Remporter des succès ou vaincre sur l'un ou l'autre de ces fronts ne pourra qu'avoir des conséquence positives sur l'ensemble des autres fronts.
En ce sens en particulier, mais pas seulement, ce que nous dira Wei cette après-midi sera très important. En particulier il faut que nous comprenions comment travailler de façon plus étroite avec les démocrates chinois de l'extérieur comme de l'intérieur pour comprendre comment nous pouvons arriver à abattre l'actuel régime chinois pour que finalement la démocratie et l'Etat de droit puissent être instaurés en Chine.
Comme nous devrons écouter attentivement ce que nous dira Erkin Alptekin, pour comprendre comment faire connaître la tragédie oubliée du Turkestan oriental et celle, plus oubliée encore, de la Mongolie méridionale.
De la même manière je suis convaincus que nous devons être attentifs et soutenir plus activement les amis kosovars et les amis tchétchènes. En particulier ces derniers qui vivent en ce moment une tragédie sans nom.
Les questions tchétchène et kossovare sont importantes également en ce qu'elles sont ou pourraient devenir également des » précédents . Le Kosovo est aujourd'hui sous administration de l'ONU. Le principe de l'intégrité territoriale de la Yougoslavie est moribond. Et il ne survivra pas à la politique du régime de Milosevic. Les choses sont plus compliquées en ce qui concerne la Tchétchénie parce qu'à la place de Belgrade nous avons Moscou. Et ce même si le comportement des autorités russes en Tchétchénie a été pire encore que celle de Belgrade au Kosovo.

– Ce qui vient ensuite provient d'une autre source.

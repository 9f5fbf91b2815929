mod analysis;
mod config;
mod errors;
mod intake;
mod preferences;
mod routes;
mod shell;
mod state;

use anyhow::Result;
use std::net::SocketAddr;
use std::sync::Arc;
use tower_http::{cors::CorsLayer, trace::TraceLayer};
use tracing::info;
use tracing_subscriber::{layer::SubscriberExt, util::SubscriberInitExt, EnvFilter};

use crate::analysis::WholeWordMatcher;
use crate::config::Config;
use crate::preferences::{load_dark_mode, FilePreferenceStore};
use crate::routes::build_router;
use crate::shell::Shell;
use crate::state::AppState;

#[tokio::main]
async fn main() -> Result<()> {
    // Load configuration first (fails on malformed values)
    let config = Config::from_env()?;

    // Initialize structured logging
    tracing_subscriber::registry()
        .with(EnvFilter::try_from_default_env().unwrap_or_else(|_| {
            EnvFilter::new(format!("{}={}", env!("CARGO_CRATE_NAME"), &config.rust_log))
        }))
        .with(tracing_subscriber::fmt::layer())
        .init();

    info!("Starting resume scan API v{}", env!("CARGO_PKG_VERSION"));

    // Preference store; the dark-mode flag is read once here
    let preferences = Arc::new(FilePreferenceStore::new(&config.preferences_path));
    let dark_mode = load_dark_mode(preferences.as_ref()).await;
    info!(
        "Preferences at {} (dark mode {})",
        preferences.path().display(),
        dark_mode.as_stored()
    );

    let state = AppState::new(
        config.clone(),
        Arc::new(WholeWordMatcher),
        preferences,
        Shell::new(dark_mode),
    );

    let app = build_router(state)
        .layer(TraceLayer::new_for_http())
        .layer(CorsLayer::permissive());

    let addr: SocketAddr = format!("0.0.0.0:{}", config.port).parse()?;
    info!("Listening on {addr}");

    let listener = tokio::net::TcpListener::bind(addr).await?;
    axum::serve(listener, app).await?;

    Ok(())
}
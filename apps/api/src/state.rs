use std::sync::Arc;

use tokio::sync::RwLock;

use crate::analysis::KeywordMatcher;
use crate::config::Config;
use crate::preferences::PreferenceStore;
use crate::shell::Shell;

/// Shared application state injected into all route handlers via Axum extractors.
#[derive(Clone)]
pub struct AppState {
    pub config: Config,
    /// Pluggable matcher. Default: WholeWordMatcher.
    pub matcher: Arc<dyn KeywordMatcher>,
    /// Backing store for the dark-mode preference.
    pub preferences: Arc<dyn PreferenceStore>,
    /// The one shell this service serves. Writers hold the lock only to commit.
    pub shell: Arc<RwLock<Shell>>,
}

impl AppState {
    pub fn new(
        config: Config,
        matcher: Arc<dyn KeywordMatcher>,
        preferences: Arc<dyn PreferenceStore>,
        shell: Shell,
    ) -> Self {
        Self {
            config,
            matcher,
            preferences,
            shell: Arc::new(RwLock::new(shell)),
        }
    }
}
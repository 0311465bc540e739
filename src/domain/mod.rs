// Domain layer: release context, payload models and ports.

pub mod model;
pub mod ports;
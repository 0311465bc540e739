use tracing_subscriber::{layer::SubscriberExt, util::SubscriberInitExt, EnvFilter};

#[derive(Debug, Clone, Copy, PartialEq, Eq)]
pub enum LogFormat {
    Compact,
    /// CI 日誌收集器使用
    Json,
}

fn default_filter(verbose: bool) -> EnvFilter {
    let directive = if verbose {
        "gitlab_release=debug,info"
    } else {
        "gitlab_release=info"
    };
    EnvFilter::try_from_default_env().unwrap_or_else(|_| EnvFilter::new(directive))
}

pub fn init_logger(format: LogFormat, verbose: bool) {
    let registry = tracing_subscriber::registry().with(default_filter(verbose));
    let fmt_layer = tracing_subscriber::fmt::layer()
        .with_target(false)
        .with_thread_ids(false)
        .with_file(false)
        .with_line_number(false);

    match format {
        LogFormat::Compact => registry.with(fmt_layer.compact()).init(),
        LogFormat::Json => registry.with(fmt_layer.json()).init(),
    }
}

fn format_from_env(value: Option<&str>) -> LogFormat {
    match value {
        Some(v) if v.eq_ignore_ascii_case("json") => LogFormat::Json,
        _ => LogFormat::Compact,
    }
}

/// CLI 預設 compact 輸出；`GITLAB_RELEASE_LOG_FORMAT=json` 時改用 JSON
pub fn init_cli_logger(verbose: bool) {
    let format = format_from_env(std::env::var("GITLAB_RELEASE_LOG_FORMAT").ok().as_deref());
    match format {
        LogFormat::Json => init_json_logger(),
        LogFormat::Compact => init_logger(LogFormat::Compact, verbose),
    }
}

/// 給 CI 日誌收集器使用的 JSON logger
pub fn init_json_logger() {
    init_logger(LogFormat::Json, false);
}
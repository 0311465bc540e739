use crate::config::plugin_config::{AssetSpec, PluginConfig};
use crate::domain::model::ReleaseContext;
use crate::utils::urls::url_join;
use std::time::Duration;

pub const DEFAULT_GITLAB_URL: &str = "https://gitlab.com";
pub const DEFAULT_API_PATH_PREFIX: &str = "/api/v4";

/// GitLab 認證方式
#[derive(Clone, PartialEq, Eq)]
pub enum Credential {
    PrivateToken(String),
    JobToken(String),
}

impl Credential {
    pub fn header_name(&self) -> &'static str {
        match self {
            Credential::PrivateToken(_) => "PRIVATE-TOKEN",
            Credential::JobToken(_) => "JOB-TOKEN",
        }
    }

    pub fn value(&self) -> &str {
        match self {
            Credential::PrivateToken(token) | Credential::JobToken(token) => token,
        }
    }

    pub fn is_job_token(&self) -> bool {
        matches!(self, Credential::JobToken(_))
    }
}

// token 不可出現在日誌中
impl std::fmt::Debug for Credential {
    fn fmt(&self, f: &mut std::fmt::Formatter<'_>) -> std::fmt::Result {
        write!(f, "{}(***)", self.header_name())
    }
}

#[derive(Debug, Clone, Copy, PartialEq, Eq)]
pub struct RetryPolicy {
    pub limit: u32,
    pub base_delay: Duration,
}

#[derive(Debug, Clone)]
pub struct ResolvedConfig {
    pub gitlab_url: String,
    pub gitlab_api_url: String,
    pub credential: Option<Credential>,
    pub assets: Vec<AssetSpec>,
    pub milestones: Vec<String>,
    pub proxy: Option<String>,
    pub retry: RetryPolicy,
}

/// 合併插件設定與 CI 環境變數
pub fn resolve_config(config: &PluginConfig, context: &ReleaseContext) -> ResolvedConfig {
    let in_gitlab_ci = context.is_gitlab_ci();
    let non_empty = |v: &Option<String>| v.clone().filter(|s| !s.trim().is_empty());

    let user_gitlab_url = non_empty(&config.gitlab_url);
    let user_prefix = config.gitlab_api_path_prefix.clone();

    let gitlab_url = user_gitlab_url
        .clone()
        .or_else(|| {
            in_gitlab_ci
                .then(|| context.env_var("CI_SERVER_URL").map(str::to_string))
                .flatten()
        })
        .or_else(|| context.env_var("GL_URL").map(str::to_string))
        .or_else(|| context.env_var("GITLAB_URL").map(str::to_string))
        .unwrap_or_else(|| DEFAULT_GITLAB_URL.to_string());

    let gitlab_api_url = match (&user_gitlab_url, &user_prefix) {
        (Some(url), Some(prefix)) => url_join(&[url.as_str(), prefix.as_str()]),
        _ => match context.env_var("CI_API_V4_URL").filter(|_| in_gitlab_ci) {
            Some(api_url) => api_url.to_string(),
            None => {
                let prefix = user_prefix
                    .clone()
                    .or_else(|| context.env_var("GL_PREFIX").map(str::to_string))
                    .or_else(|| context.env_var("GITLAB_PREFIX").map(str::to_string))
                    .unwrap_or_else(|| DEFAULT_API_PATH_PREFIX.to_string());
                url_join(&[gitlab_url.as_str(), prefix.as_str()])
            }
        },
    };

    let credential = if config.use_job_token {
        context
            .env_var("CI_JOB_TOKEN")
            .map(|t| Credential::JobToken(t.to_string()))
    } else {
        context
            .env_var("GL_TOKEN")
            .or_else(|| context.env_var("GITLAB_TOKEN"))
            .map(|t| Credential::PrivateToken(t.to_string()))
    };

    ResolvedConfig {
        gitlab_url,
        gitlab_api_url,
        credential,
        assets: config.assets.clone(),
        milestones: config.milestones.clone(),
        proxy: non_empty(&config.proxy),
        retry: RetryPolicy {
            limit: config.retry_limit(),
            base_delay: Duration::from_millis(config.retry_delay_ms()),
        },
    }
}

Ceci pour dire que le principe de l'intégrité territoriale est en train de changer, même si les chancelleries crient haut et fort le contraire. Je dirais même que plus elles crient fort, plus on peut considérer qu'elles le font pour cacher quelque chose qui les effraie, parce qu'elles ne le comprennent pas bien, parce qu'elles ne savent pas ce que ce changement leur réserve.
L'intégrité territoriale ne peut plus être et sera de moins en moins considérée comme la capacité d'assurer l'intégrité du périmètre d'un territoire comme cela s'est passé au cours des derniers siècles, mais bien plus comme la capacité de garantir l'intégrité d'un territoire dans son acception large: tout à la fois celle des habitants qui y vivent, celle des autres êtres vivants de ce territoire, celle des ressources naturelles, celle de l'identité, de l'histoire de ce territoire.
Si l'on considère l'intégrité du Tibet dans cette acception, on peut dire qu'elle a été violée de façon massive et constante depuis 50 ans par les autorités qui étaient censées la protéger.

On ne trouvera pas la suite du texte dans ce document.